- Daniel Vorcaro está preso no presídio federal de Brasília e avalia a possibilidade de delação premiada.
- Para avançar, precisaria indicar delinquentes acima dele e apresentar provas, recebendo contrapartidas que não equivalham a impunidade.
- Se as informações forem vagas ou não renderem resultados, o acordo pode ser anulável; se apontarem criminosos maiores, ele pode ter redução de pena ou a abertura da sua cela provisória.
- O recurso à delação já foi utilizado em casos da Lava Jato, mas, neste caso, o potencial destrutivo é considerado inédito.
- O trecho final da reportagem sugere que o desfecho pode representar um risco para a República, com consequências de grande impacto.
Daniel Vorcaro, empresário ligado ao setor de imóveis de luxo, está detido no presídio federal de Brasília. Ele moveu a hipótese de acordo de delação premiada com a Procuradoria-Geral da República.

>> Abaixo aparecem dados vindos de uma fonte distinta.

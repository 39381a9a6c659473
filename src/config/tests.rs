//! Unit tests for configuration module
//!
//! Tests configuration parsing, validation, file round-trips and merging.

use super::*;
use anyhow::Result;
use std::fs;
use tempfile::tempdir;

#[test]
fn test_default_configuration_is_valid() {
    let config = TrackscreenConfig::default();

    assert!(config.validate().is_ok());
    assert_eq!(config.display.hardware_revision, 0);
    assert_eq!(config.renderer.backend, "accelerated");
    assert!(config.replay.commands_per_frame > 0);
    assert_eq!(config.background().unwrap(), Rgb::BLACK);
}

#[test]
fn test_configuration_serialization_roundtrip() -> Result<()> {
    let mut original = TrackscreenConfig::default();
    original.display.hardware_revision = 3;
    original.renderer.backend = "fallback".to_string();

    let toml_string = toml::to_string(&original)?;
    let deserialized: TrackscreenConfig = toml::from_str(&toml_string)?;

    assert_eq!(original, deserialized);
    Ok(())
}

#[test]
fn test_configuration_from_file() -> Result<()> {
    let dir = tempdir()?;
    let file_path = dir.path().join("trackscreen.toml");

    let test_config = r##"
[display]
hardware_revision = 3
font = 1
background = "#102030"

[renderer]
backend = "fallback"
window_scale = 3

[assets]
font_dir = "/opt/trackscreen/fonts"
"##;
    fs::write(&file_path, test_config)?;

    let config = TrackscreenConfig::load(&file_path)?;

    assert_eq!(config.display.hardware_revision, 3);
    assert_eq!(config.display.font, 1);
    assert_eq!(config.background()?, Rgb::new(0x10, 0x20, 0x30));
    assert_eq!(config.renderer.backend, "fallback");
    assert_eq!(config.renderer.window_scale, 3);
    // Unset keys keep their defaults
    assert_eq!(config.renderer.present_mode, "auto");
    assert_eq!(config.assets.font_dir, PathBuf::from("/opt/trackscreen/fonts"));
    assert_eq!(config.replay, ReplayConfig::default());

    Ok(())
}

#[test]
fn test_empty_file_uses_defaults() -> Result<()> {
    let dir = tempdir()?;
    let file_path = dir.path().join("empty.toml");
    fs::write(&file_path, "")?;

    assert_eq!(TrackscreenConfig::load(&file_path)?, TrackscreenConfig::default());
    Ok(())
}

#[test]
fn test_missing_file_reports_path() {
    let err = TrackscreenConfig::load("/nonexistent/trackscreen.toml").unwrap_err();
    assert!(err.to_string().contains("/nonexistent/trackscreen.toml"));
}

#[test]
fn test_malformed_toml_rejected() -> Result<()> {
    let dir = tempdir()?;
    let file_path = dir.path().join("bad.toml");
    fs::write(&file_path, "[display\nfont = 1")?;

    assert!(TrackscreenConfig::load(&file_path).is_err());
    Ok(())
}

#[test]
fn test_validation_rejects_out_of_range_values() {
    let mut config = TrackscreenConfig::default();
    config.display.hardware_revision = 4;
    assert!(config.validate().is_err());

    let mut config = TrackscreenConfig::default();
    config.display.font = 7;
    assert!(config.validate().is_err());

    let mut config = TrackscreenConfig::default();
    config.renderer.window_scale = 0;
    assert!(config.validate().is_err());

    let mut config = TrackscreenConfig::default();
    config.replay.commands_per_frame = 0;
    assert!(config.validate().is_err());
}

#[test]
fn test_validation_rejects_unknown_names() {
    let mut config = TrackscreenConfig::default();
    config.renderer.backend = "canvas".to_string();
    assert!(config.validate().is_err());

    let mut config = TrackscreenConfig::default();
    config.renderer.gpu_backend = "opengl".to_string();
    assert!(config.validate().is_err());

    let mut config = TrackscreenConfig::default();
    config.renderer.present_mode = "vsync".to_string();
    assert!(config.validate().is_err());
}

#[test]
fn test_parse_hex_color() {
    assert_eq!(parse_hex_color("#ff8000").unwrap(), Rgb::new(255, 128, 0));
    assert_eq!(parse_hex_color("00FF00").unwrap(), Rgb::new(0, 255, 0));
    assert!(parse_hex_color("#fff").is_err());
    assert!(parse_hex_color("#gg0000").is_err());
    assert!(parse_hex_color("#ff80001").is_err());
}

#[test]
fn test_save_then_load() -> Result<()> {
    let dir = tempdir()?;
    let file_path = dir.path().join("saved.toml");

    let mut config = TrackscreenConfig::default();
    config.display.background = "#abcdef".to_string();
    config.general.debug = true;
    config.save(&file_path)?;

    assert_eq!(TrackscreenConfig::load(&file_path)?, config);
    Ok(())
}

#[test]
fn test_merge_partial_overrides_changed_sections() {
    let base = TrackscreenConfig::default();
    let mut partial = TrackscreenConfig::default();
    partial.renderer.backend = "fallback".to_string();

    let merged = base.merge_partial(partial);
    assert_eq!(merged.renderer.backend, "fallback");
    assert_eq!(merged.display, DisplayConfig::default());
}

#[test]
fn test_merge_partial_keeps_base_for_default_sections() {
    let mut base = TrackscreenConfig::default();
    base.display.hardware_revision = 3;

    let merged = base.clone().merge_partial(TrackscreenConfig::default());
    assert_eq!(merged, base);
}

#[test]
fn test_expand_home() -> Result<()> {
    let home = std::env::var("HOME")?;
    let expanded = expand_home(Path::new("~/.config/trackscreen/trackscreen.toml"))?;
    assert_eq!(expanded, Path::new(&home).join(".config/trackscreen/trackscreen.toml"));

    let absolute = expand_home(Path::new("/etc/trackscreen.toml"))?;
    assert_eq!(absolute, PathBuf::from("/etc/trackscreen.toml"));
    Ok(())
}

A informação aponta que, para evoluir, seria necessário indicar delinquentes acima dele e apresentar provas.
Segundo apuração, o ex-chefe de organização criminosa precisaria oferecer conteúdo relevante além de relatos genéricos. A lei permite acordo, desde que haja contribuição efetiva e não favorecimento indevido. Caso o material não tenha impacto, o acordo pode ser revogado.
A delação, caso ocorra, decorre de decisões sobre punição e benefícios aos colaboradores. A Lava Jato havia rebaixado o estigma da prática, mas o caso de Vorcaro volta a colocar a delação no centro do debate sobre cooperação com a Justiça. A República, segundo apuração, acompanha o desfecho com cautela.